⟨

//! Coordinate space tags and tagged coordinate values.

use serde::{Deserialize, Serialize};
use std::fmt;
use std::str::FromStr;
use thiserror::Error;

/// The five coordinate spaces a measurement or target can be expressed in.
#[derive(Debug, Clone, Copy, PartialEq, Eq, Hash, Serialize, Deserialize)]
#[serde(rename_all = "lowercase")]
pub enum CoordinateSpace {
    /// Raw pixels, origin top-left.
    Camera,
    /// Normalized [0,1] x [0,1], aspect-distorted.
    Viewport,
    /// Normalized to the longer image dimension, aspect-corrected.
    Isotropic,
    /// [-1,1] x [-1,1], viewport recentered.
    Centered,
    /// Device/target space. Numerically identical to `Centered` for now.
    Pattern,
}

impl CoordinateSpace {
    pub const ALL: [CoordinateSpace; 5] = [
        CoordinateSpace::Camera,
        CoordinateSpace::Viewport,
        CoordinateSpace::Isotropic,
        CoordinateSpace::Centered,
        CoordinateSpace::Pattern,
    ];

    pub fn as_str(&self) -> &'static str {
        match self {
            CoordinateSpace::Camera => "camera",
            CoordinateSpace::Viewport => "viewport",
            CoordinateSpace::Isotropic => "isotropic",
            CoordinateSpace::Centered => "centered",
            CoordinateSpace::Pattern => "pattern",
        }
    }
}

impl fmt::Display for CoordinateSpace {
    fn fmt(&self, f: &mut fmt::Formatter<'_>) -> fmt::Result {
        f.write_str(self.as_str())
    }
}

/// Error returned when a coordinate space tag cannot be parsed.
#[derive(Error, Debug, Clone, PartialEq, Eq)]
#[error("Unknown coordinate space: {0}")]
pub struct ParseSpaceError(pub String);

impl FromStr for CoordinateSpace {
    type Err = ParseSpaceError;

    fn from_str(s: &str) -> Result<Self, Self::Err> {
        match s.trim().to_lowercase().as_str() {
            "camera" => Ok(CoordinateSpace::Camera),
            "viewport" => Ok(CoordinateSpace::Viewport),
            "isotropic" => Ok(CoordinateSpace::Isotropic),
            "centered" => Ok(CoordinateSpace::Centered),
            "pattern" => Ok(CoordinateSpace::Pattern),
            other => Err(ParseSpaceError(other.to_string())),
        }
    }
}

/// Axis selector for per-axis quantities.
#[derive(Debug, Clone, Copy, PartialEq, Eq, Hash, Serialize, Deserialize)]
#[serde(rename_all = "lowercase")]
pub enum Axis {
    X,
    Y,
}

impl Axis {
    pub const BOTH: [Axis; 2] = [Axis::X, Axis::Y];
}

impl fmt::Display for Axis {
    fn fmt(&self, f: &mut fmt::Formatter<'_>) -> fmt::Result {
        match self {
            Axis::X => f.write_str("x"),
            Axis::Y => f.write_str("y"),
        }
    }
}

/// A 2D point tagged with the space it is expressed in.
#[derive(Debug, Clone, Copy, PartialEq, Serialize, Deserialize)]
pub struct Point2 {
    pub x: f64,
    pub y: f64,
    pub space: CoordinateSpace,
}

impl Point2 {
    pub fn new(x: f64, y: f64, space: CoordinateSpace) -> Self {
        Self { x, y, space }
    }

    pub fn camera(x: f64, y: f64) -> Self {
        Self::new(x, y, CoordinateSpace::Camera)
    }

    pub fn viewport(x: f64, y: f64) -> Self {
        Self::new(x, y, CoordinateSpace::Viewport)
    }

    pub fn pattern(x: f64, y: f64) -> Self {
        Self::new(x, y, CoordinateSpace::Pattern)
    }

    /// Component along the given axis.
    pub fn get(&self, axis: Axis) -> f64 {
        match axis {
            Axis::X => self.x,
            Axis::Y => self.y,
        }
    }

    /// Component-wise difference `self - other`.
    ///
    /// # Panics
    /// Panics if the two points are tagged with different spaces.
    pub fn offset_from(&self, other: &Point2) -> Point2 {
        assert_eq!(
            self.space, other.space,
            "cannot subtract points from different coordinate spaces"
        );
        Point2::new(self.x - other.x, self.y - other.y, self.space)
    }
}

/// A width/height pair in a given space.
#[derive(Debug, Clone, Copy, PartialEq, Serialize, Deserialize)]
pub struct Size2 {
    pub width: f64,
    pub height: f64,
}

/// Region of interest rectangle in viewport space.
#[derive(Debug, Clone, Copy, PartialEq, Serialize, Deserialize)]
pub struct Roi {
    pub x: f64,
    pub y: f64,
    pub width: f64,
    pub height: f64,
}

impl Roi {
    pub fn new(x: f64, y: f64, width: f64, height: f64) -> Self {
        Self {
            x,
            y,
            width,
            height,
        }
    }

    /// Whether a viewport-space coordinate lies inside the rectangle (edges inclusive).
    pub fn contains_viewport(&self, x: f64, y: f64) -> bool {
        x >= self.x && x <= self.x + self.width && y >= self.y && y <= self.y + self.height
    }
}

/// Image context shared by all conversions of one capture session.
#[derive(Debug, Clone, Copy, PartialEq, Serialize, Deserialize)]
pub struct ConvertContext {
    pub width: f64,
    pub height: f64,
    pub roi: Option<Roi>,
}

impl ConvertContext {
    pub fn new(width: f64, height: f64) -> Self {
        Self {
            width,
            height,
            roi: None,
        }
    }

    pub fn max_dim(&self) -> f64 {
        self.width.max(self.height)
    }

    /// Pixel extent along an axis.
    pub fn dim(&self, axis: Axis) -> f64 {
        match axis {
            Axis::X => self.width,
            Axis::Y => self.height,
        }
    }

    /// Letterbox offset that recenters the shorter axis in isotropic space.
    pub fn isotropic_offset(&self, axis: Axis) -> f64 {
        (self.max_dim() - self.dim(axis)) / 2.0
    }
}

#[cfg(test)]
mod tests {
    use super::*;

    #[test]
    fn test_space_round_trips_through_str() {
        for space in CoordinateSpace::ALL {
            assert_eq!(space.as_str().parse::<CoordinateSpace>(), Ok(space));
        }
        assert!("screen".parse::<CoordinateSpace>().is_err());
    }

    #[test]
    fn test_roi_contains() {
        let roi = Roi::new(0.25, 0.25, 0.5, 0.5);
        assert!(roi.contains_viewport(0.5, 0.5));
        assert!(roi.contains_viewport(0.25, 0.75));
        assert!(!roi.contains_viewport(0.1, 0.5));
    }

    #[test]
    #[should_panic]
    fn test_offset_from_rejects_mixed_spaces() {
        let a = Point2::camera(1.0, 2.0);
        let b = Point2::pattern(0.0, 0.0);
        let _ = a.offset_from(&b);
    }

    #[test]
    fn test_isotropic_offset_landscape() {
        let ctx = ConvertContext::new(1920.0, 1080.0);
        assert_eq!(ctx.isotropic_offset(Axis::X), 0.0);
        assert_eq!(ctx.isotropic_offset(Axis::Y), 420.0);
    }
}
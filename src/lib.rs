// Copyright 2025 ModerRAS
//
// Licensed under the Apache License, Version 2.0 (the "License");
// you may not use this file except in compliance with the License.
// You may obtain a copy of the License at
//
//     http://www.apache.org/licenses/LICENSE-2.0
//
// Unless required by applicable law or agreed to in writing, software
// distributed under the License is distributed on an "AS IS" BASIS,
// WITHOUT WARRANTIES OR CONDITIONS OF ANY KIND, either express or implied.
// See the License for the specific language governing permissions and
// limitations under the License.

//! # Tile Calibration
//!
//! Calibration of a grid of motorized mirror tiles observed by a camera.
//!
//! Each tile reflects a light blob onto a projection surface. The runner
//! moves every tile's two actuators, measures where its blob lands and how
//! far it moves per actuator step, and derives the ideal tiled layout the
//! array should form.
//!
//! ## Example
//!
//! ```rust,no_run
//! use std::sync::Arc;
//! use tile_calibration::{CalibrationRunner, RunnerConfig, SimulatedRig};
//!
//! #[tokio::main]
//! async fn main() -> anyhow::Result<()> {
//!     let (rig, grid) = SimulatedRig::grid(2, 3, 1920.0, 1080.0);
//!     let rig = Arc::new(rig);
//!
//!     let config = RunnerConfig::default().with_image_size(1920.0, 1080.0);
//!     let runner = CalibrationRunner::new(grid, config, rig.clone(), rig)?;
//!     let state = runner.run().await;
//!
//!     if let Some(summary) = state.summary {
//!         println!("{}", summary.to_json()?);
//!     }
//!     Ok(())
//! }
//! ```

pub mod calibration;
pub mod coords;
pub mod grid;
pub mod hardware;
pub mod measurement;
pub mod settings;
pub mod stats;
pub mod step_test;

pub use calibration::{
    CalibrationRunSummary, CalibrationRunner, CalibrationRunnerState, RunMode, RunnerConfig,
    RunnerError, RunnerHandle, RunnerPhase, TileStatus,
};
pub use coords::{CoordinateSpace, Point2, Transformer};
pub use grid::{ConfigError, GridBlueprint, GridConfig, MotorRef, Tile, TileAssignment};
pub use hardware::{CaptureSource, HardwareError, MotorController, SimulatedRig};
pub use measurement::BlobMeasurement;
pub use settings::CalibrationSettings;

⟩

### Exercise:
Collect each line of the entries that has the word "Component", copying it in full.

### Solution for this exercise:
    /// Component along the given axis.
    /// Component-wise difference `self - other`.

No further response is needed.